What could make Fedora a real privacy OS?

boredsquirrel · July 12, 2023, 9:43pm

All these discussions about Fedora collecting data …

In my eyes no Linux Distro really is dangerous for your Privacy (lol apart Ubuntu or Android) but its role is to protect you from the outside.

But really, leaving all that anonymized telemitry aside, what would make Fedora a better privacy OS? I think it would be:

randomized Mac address with GUI on/off
firejail for all RPM apps like Firefox
a tor proxy like on Tails available as an RPM
a hardened Firefox user.js by default, as well as search engines and links
…

What would you add?

sampsonf · July 12, 2023, 11:28pm

Do not link to Internet

Or using an outgoing firewall to control all out going data transmission.

icesvz · July 13, 2023, 11:25am

Dont use browsers and electron-based software

boredsquirrel · July 13, 2023, 10:25pm

This is only necessary on Windows. I used OpenSnitch for a while and there are literally nearly no connections I dont want.

Use Flatpak apps for that purpose and just block their internet. Outgoing Firewalls slow down App opening immensly, so they dont work.

Firejail on the other hand should be implemented, when I try to isolate Firefox, Kate or anything else it doesnt work. It would be useful for some programs though, Firefox, maybe some Apps that run faster as system apps, Nextcloud, virt-manager and so on.

boredsquirrel · July 13, 2023, 11:08pm

Agree on Electron, poorly there is no Signal Webapp, Element Web has less support, no local Youtube feed alternative and also Firefox doesnt support them… So yeah Electron it is for quite a while.

I have the feeling some comments here dont go in a constructive direction. Not using anything may be the best solution, but no.

vekruse · July 14, 2023, 5:11am

That depends on if you drop the packages or you reject them with an ICMP message. The former results in the application program to wait for a no response.
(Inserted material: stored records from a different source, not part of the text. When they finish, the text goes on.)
//! Criterion measurements of the template pipeline: building a statement without touching
//! the database, and a full single-row round trip against in-memory `SQLite`.

use std::hint::black_box;
use std::sync::LazyLock;

use criterion::{BenchmarkId, Criterion, Throughput, criterion_group, criterion_main};
use serde::Deserialize;
use serde_json::json;
use sql_templates::prelude::*;
use tokio::runtime::Runtime;

static TOKIO_RUNTIME: LazyLock<Runtime> =
    LazyLock::new(|| Runtime::new().expect("create tokio runtime"));

fn templates() -> MemorySource {
    MemorySource::new([
        (
            "user/search",
            "select id, name from users where {{ filter }}\
             {% if limit %} limit :limit{% endif %}",
        ),
        ("user/get", "select id, name from users where id = :id"),
    ])
}

fn engine() -> SqlTemplates<SqliteDatabase> {
    TOKIO_RUNTIME.block_on(async {
        let db = SqliteDatabase::builder(":memory:")
            .build()
            .await
            .expect("open sqlite");
        db.execute_batch(
            "create table users (id integer primary key, name text not null);
             with recursive n(i) as (select 1 union all select i + 1 from n where i < 1000)
             insert into users (id, name) select i, 'user' || i from n;",
        )
        .await
        .expect("seed users");
        SqlTemplates::new(db, &templates(), &[]).expect("parse templates")
    })
}

fn bench_build(c: &mut Criterion) {
    let engine = engine();
    let mut group = c.benchmark_group("build");
    for list_len in [1usize, 10, 100] {
        let cities: Vec<String> = (0..list_len).map(|i| format!("city{i}")).collect();
        let input = json!({
            "filter": "city in (:cities) and age > :age",
            "cities": cities,
            "age": 30,
            "limit": 50,
        });
        group.throughput(Throughput::Elements(list_len as u64));
        group.bench_with_input(BenchmarkId::from_parameter(list_len), &input, |b, input| {
            b.iter(|| {
                engine
                    .build("user/search", Some(black_box(input)))
                    .expect("build statement")
            });
        });
    }
    group.finish();
}

#[derive(Deserialize)]
struct User {
    id: i64,
    name: String,
}

fn bench_get(c: &mut Criterion) {
    let engine = engine();
    let ctx = QueryContext::new();
    c.bench_function("get/sqlite_memory", |b| {
        b.to_async(&*TOKIO_RUNTIME).iter(|| async {
            let user: User = engine
                .get(&ctx, "user/get", Some(&json!({"id": 500})))
                .await
                .expect("fetch user");
            black_box((user.id, user.name))
        });
    });
}

criterion_group!(benches, bench_build, bench_get);
criterion_main!(benches);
boredsquirrel · July 25, 2023, 12:15am

What about enabling IPv6 Privacy by default? This seems extremely important

nmcli connection modify eth0 ipv6.ip6-privacy 2

this has to be done with every device I think

elesiuta · July 27, 2023, 2:23am

I created picosnitch (copr) to check for any connections I don’t want, and since it is not a firewall (only monitors), it does not slow down apps. I also use Flatpak or firejail for blocking.
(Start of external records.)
use super::named::{BindValue, BoundStatement};
use super::scanner::SqlScanner;
use crate::error::SqlTemplateError;
use crate::types::RowValues;

/// What to do with an empty sequence bound to an `IN (...)` list.
#[derive(Debug, Clone, Copy, PartialEq, Eq, Default)]
pub enum EmptyListPolicy {
    /// Fail the call with `ExpansionError`.
    #[default]
    Error,
    /// Bind a single `NULL`; `x IN (NULL)` never matches.
    Null,
}

/// SQL with neutral `?` markers and a flat list of scalar parameters.
#[derive(Debug, Clone, PartialEq)]
pub struct ExpandedStatement {
    pub sql: String,
    pub params: Vec<RowValues>,
}

/// Flatten list parameters into comma-separated markers.
///
/// The Nth `?` in `bound.sql` is paired with `bound.params[N-1]`. A list of K values replaces
/// its marker with K markers and splices the values in at the same position.
///
/// # Errors
///
/// Returns `ExpansionError` for an empty list under [`EmptyListPolicy::Error`], or when the
/// marker count and parameter count disagree.
pub fn expand_lists(
    bound: BoundStatement,
    policy: EmptyListPolicy,
) -> Result<ExpandedStatement, SqlTemplateError> {
    let BoundStatement { sql, params } = bound;
    let total = params.iter().fold(0, |acc, p| match p {
        BindValue::Scalar(_) => acc + 1,
        BindValue::List(items) => acc + items.len().max(1),
    });

    let mut out = String::with_capacity(sql.len() + total * 3);
    let mut flat = Vec::with_capacity(total);
    let mut pending = params.into_iter();
    let mut copied = 0;
    let mut markers = 0;

    for (idx, b) in SqlScanner::new(&sql) {
        if b != b'?' {
            continue;
        }
        markers += 1;
        let Some(param) = pending.next() else {
            return Err(SqlTemplateError::ExpansionError(format!(
                "statement has more placeholders than parameters (placeholder {markers})"
            )));
        };
        out.push_str(&sql[copied..idx]);
        copied = idx + 1;

        match param {
            BindValue::Scalar(value) => {
                out.push('?');
                flat.push(value);
            }
            BindValue::List(items) if items.is_empty() => match policy {
                EmptyListPolicy::Error => {
                    return Err(SqlTemplateError::ExpansionError(format!(
                        "empty sequence bound to placeholder {markers}"
                    )));
                }
                EmptyListPolicy::Null => {
                    out.push('?');
                    flat.push(RowValues::Null);
                }
            },
            BindValue::List(items) => {
                for (i, value) in items.into_iter().enumerate() {
                    if i > 0 {
                        out.push_str(", ");
                    }
                    out.push('?');
                    flat.push(value);
                }
            }
        }
    }

    let leftover = pending.count();
    if leftover > 0 {
        return Err(SqlTemplateError::ExpansionError(format!(
            "statement has {markers} placeholders but {} parameters",
            markers + leftover
        )));
    }
    out.push_str(&sql[copied..]);

    Ok(ExpandedStatement {
        sql: out,
        params: flat,
    })
}

#[cfg(test)]
mod tests {
    use super::*;

    fn text(s: &str) -> RowValues {
        RowValues::Text(s.into())
    }

    #[test]
    fn splices_lists_in_place() {
        let bound = BoundStatement {
            sql: "where a = ? and city in (?) and age > ?".into(),
            params: vec![
                BindValue::Scalar(RowValues::Int(1)),
                BindValue::List(vec![text("Tampa"), text("Rio"), text("Lima")]),
                BindValue::Scalar(RowValues::Int(98)),
            ],
        };
        let expanded = expand_lists(bound, EmptyListPolicy::Error).unwrap();
        assert_eq!(expanded.sql, "where a = ? and city in (?, ?, ?) and age > ?");
        assert_eq!(
            expanded.params,
            vec![
                RowValues::Int(1),
                text("Tampa"),
                text("Rio"),
                text("Lima"),
                RowValues::Int(98)
            ]
        );
    }

    #[test]
    fn empty_list_policies() {
        let bound = BoundStatement {
            sql: "id in (?)".into(),
            params: vec![BindValue::List(vec![])],
        };
        let err = expand_lists(bound.clone(), EmptyListPolicy::Error).unwrap_err();
        assert!(matches!(err, SqlTemplateError::ExpansionError(_)));

        let expanded = expand_lists(bound, EmptyListPolicy::Null).unwrap();
        assert_eq!(expanded.sql, "id in (?)");
        assert_eq!(expanded.params, vec![RowValues::Null]);
    }

    #[test]
    fn count_mismatch_is_detected() {
        let bound = BoundStatement {
            sql: "a = ? and b = ?".into(),
            params: vec![BindValue::Scalar(RowValues::Int(1))],
        };
        assert!(expand_lists(bound, EmptyListPolicy::Error).is_err());

        let bound = BoundStatement {
            sql: "a = '?'".into(),
            params: vec![BindValue::Scalar(RowValues::Int(1))],
        };
        assert!(expand_lists(bound, EmptyListPolicy::Error).is_err());
    }
}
boredsquirrel · August 6, 2023, 3:44pm

How do you use firejail? For me even firefox doesnt work, so I use the Flatpak

elesiuta · August 9, 2023, 3:19pm

I just use firejail --net=none or unshare -r -n to run programs I don’t want to connecting to the internet.

I never run my browser with Firejail or Flatpak since it already has better sandboxing built in. I know chrome’s sandbox was disabled for it to work with Flatpak (this makes it less secure), so the same might apply to Firefox and could be related to why it doesn’t work with Firejail.

boredsquirrel · August 20, 2023, 8:58am

Thanks. No, obviously I am running Fedora Firefox RPM using firejail, and that didnt work for me. Would be great to have a workaround for the lacking features of the flatpak. The sandboxing sounds interesting and concerning. I wonder how the browsers handle that, because the app itself has access over the system, just components of it don’t.

boredsquirrel · August 20, 2023, 9:00am

I would also imagine better Hardwarekey support for LUKS unlock (configurable in the installers) would be veery necessary. Swapped in Windows 11 a moment ago (had no internet lol) but apart from that its crazy how many security features they seem to have integrated, especially TPM and hardwarekey.

Also there is this panictrigger USB-Port, that locks the PC or shuts it down when plugged out. Having this for some environments might be useful. Its just a special usb stick and a udev rule, nothing too crazy.